将石蜡包埋的组织连续切片，65 ℃烤片过夜，进行二甲苯脱蜡、梯度乙醇水化后于磷酸盐缓冲液（PBS）中浸洗3次，每次5 min。使用柠檬酸抗原修复液进行抗原修复，PBS冲洗3次。3% H2O2室温孵育15 min，PBS冲洗3次，滴加山羊血清，室温孵育15 min，再次PBS冲洗3次。滴加一抗（TPD52兔抗人多克隆抗体，1∶100稀释），湿盒内4 ℃过夜，次日PBS冲洗3次；加辣根过氧化物酶标记二抗（羊抗兔IgG抗体，1∶500稀释），37 ℃孵育60 min，PBS冲洗3次。

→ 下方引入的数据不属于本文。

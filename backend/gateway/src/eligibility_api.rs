//! Eligibility check endpoint.

use aegis_core::{EligibilityRequest, EligibilityResult};
use aegis_eligibility::evaluate_request;
use aegis_logging::{EventLogger, VerificationEvent};
use axum::{
    Json,
    extract::{State, rejection::JsonRejection},
};
use uuid::Uuid;

use crate::error::ApiError;
use crate::state::GatewayState;

/// Handler for `POST /api/v1/check-eligibility`
pub async fn check_eligibility(
    State(state): State<GatewayState>,
    request: Result<Json<EligibilityRequest>, JsonRejection>,
) -> Result<Json<EligibilityResult>, ApiError> {
    let Json(request) =
        request.map_err(|rejection| ApiError::Unprocessable(rejection.body_text()))?;

    let result = evaluate_request(&request, &state.policy);
    EventLogger::log_event(
        &Uuid::new_v4().to_string(),
        VerificationEvent::EligibilityEvaluated {
            eligible: result.eligible,
            reasons: result.reasons.clone(),
        },
    );
    Ok(Json(result))
}
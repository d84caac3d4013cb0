//! Main HTTP Gateway Server.

use std::{future::Future, net::SocketAddr, time::Duration};

use axum::{
    Router,
    extract::DefaultBodyLimit,
    middleware,
    routing::{get, post},
};
use thiserror::Error;
use tokio::{net::TcpListener, sync::watch};
use tower::limit::GlobalConcurrencyLimitLayer;
use tower_http::{cors::CorsLayer, timeout::TimeoutLayer, trace::TraceLayer};
use tracing::{info, instrument, warn};

use crate::documents::upload_document;
use crate::eligibility_api::check_eligibility;
use crate::health_api::{get_health, service_status};
use crate::rate_limit::{RateLimiter, rate_limit_middleware};
use crate::settings::GatewaySettings;
use crate::state::GatewayState;

/// How long open connections may drain after a shutdown signal.
const DRAIN_TIMEOUT: Duration = Duration::from_secs(10);

#[derive(Debug, Error)]
pub enum ServerError {
    #[error("listen host may not be empty")]
    EmptyHost,
    #[error("failed to bind to {address}: {source}")]
    Bind {
        address: String,
        #[source]
        source: std::io::Error,
    },
    #[error("failed to determine local address: {source}")]
    LocalAddr {
        #[source]
        source: std::io::Error,
    },
    #[error("axum server error: {source}")]
    Serve {
        #[source]
        source: std::io::Error,
    },
}

/// Full application router with every layer applied.
pub fn build_router(state: GatewayState, settings: &GatewaySettings) -> Router {
    let limiter = RateLimiter::new(settings.rate_limit_max_requests, settings.rate_limit_window);

    let verification = Router::new()
        .route("/api/v1/upload-document", post(upload_document))
        .route("/api/v1/check-eligibility", post(check_eligibility))
        .layer(middleware::from_fn_with_state(limiter, rate_limit_middleware));

    Router::new()
        .route("/", get(service_status))
        .route("/api/health", get(get_health))
        .merge(verification)
        .layer(DefaultBodyLimit::max(settings.max_upload_bytes))
        .layer(TimeoutLayer::new(settings.request_timeout))
        .layer(GlobalConcurrencyLimitLayer::new(
            settings.max_concurrent_requests,
        ))
        .layer(TraceLayer::new_for_http())
        .layer(CorsLayer::permissive())
        .with_state(state)
}

/// Bind, serve until Ctrl+C or SIGTERM, then drain for up to ten seconds.
#[instrument(skip_all, fields(host = %settings.host, port = settings.port))]
pub async fn serve(settings: GatewaySettings, state: GatewayState) -> Result<(), ServerError> {
    let listener = bind_listener(&settings.host, settings.port).await?;
    let local_addr = listener
        .local_addr()
        .map_err(|source| ServerError::LocalAddr { source })?;
    info!(%local_addr, "UnivAegis gateway listening");

    let app = build_router(state, &settings);
    serve_until(listener, app, async {
        let signal = shutdown_signal().await;
        info!(signal, "Shutdown signal received; draining connections");
    })
    .await
}

/// Serve `app` until `shutdown` resolves. Connections still open
/// [`DRAIN_TIMEOUT`] later are dropped.
pub async fn serve_until<F>(listener: TcpListener, app: Router, shutdown: F) -> Result<(), ServerError>
where
    F: Future<Output = ()> + Send + 'static,
{
    let (stopping_tx, mut stopping_rx) = watch::channel(false);
    let server = axum::serve(
        listener,
        app.into_make_service_with_connect_info::<SocketAddr>(),
    )
    .with_graceful_shutdown(async move {
        shutdown.await;
        let _ = stopping_tx.send(true);
    });

    let drain_deadline = async move {
        let stopping = stopping_rx.wait_for(|stopping| *stopping).await.is_ok();
        if !stopping {
            std::future::pending::<()>().await;
        }
        tokio::time::sleep(DRAIN_TIMEOUT).await;
    };

    tokio::select! {
        result = server => result.map_err(|source| ServerError::Serve { source })?,
        _ = drain_deadline => {
            warn!(seconds = DRAIN_TIMEOUT.as_secs(), "Drain timed out; dropping open connections");
        }
    }
    info!("Gateway stopped");
    Ok(())
}

async fn bind_listener(host: &str, port: u16) -> Result<TcpListener, ServerError> {
    let host = host.trim();
    if host.is_empty() {
        return Err(ServerError::EmptyHost);
    }
    TcpListener::bind((host, port))
        .await
        .map_err(|source| ServerError::Bind {
            address: format!("{host}:{port}"),
            source,
        })
}

/// Resolves on Ctrl+C or SIGTERM with the signal's name.
async fn shutdown_signal() -> &'static str {
    let ctrl_c = async {
        if let Err(error) = tokio::signal::ctrl_c().await {
            warn!(%error, "Failed to listen for Ctrl+C");
            std::future::pending::<()>().await;
        }
    };

    #[cfg(unix)]
    let terminate = async {
        use tokio::signal::unix::{SignalKind, signal};

        match signal(SignalKind::terminate()) {
            Ok(mut term) => {
                term.recv().await;
            }
            Err(error) => {
                warn!(%error, "Failed to listen for SIGTERM");
                std::future::pending::<()>().await;
            }
        }
    };

    #[cfg(not(unix))]
    let terminate = std::future::pending::<()>();

    tokio::select! {
        _ = ctrl_c => "ctrl_c",
        _ = terminate => "sigterm",
    }
}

二氨基联苯胺液显色，苏木素复染，中性树胶封固。于显微镜下观察。

1.3 免疫组织化学结果判定

由两名病理科医师阅片，高倍镜（×400）下随机选取5 个不同视野，按阳性细胞所占的百分比计分：≤5%为0 分，＞5%且≤25%为1 分，＞25%且≤50%为2分，＞50%为3分。根据染色强弱程度计分：无染色0 分；出现淡黄色颗粒为1 分；出现浅棕黄色颗粒为2 分；出现大量深棕黄色的颗粒为3 分。最终根据两者的乘积确定该组织标本的免疫组化评分值：0～3 分为低表达，4～9 分为高表达。将组织标本分为低表达组、高表达组，进行统计学处理。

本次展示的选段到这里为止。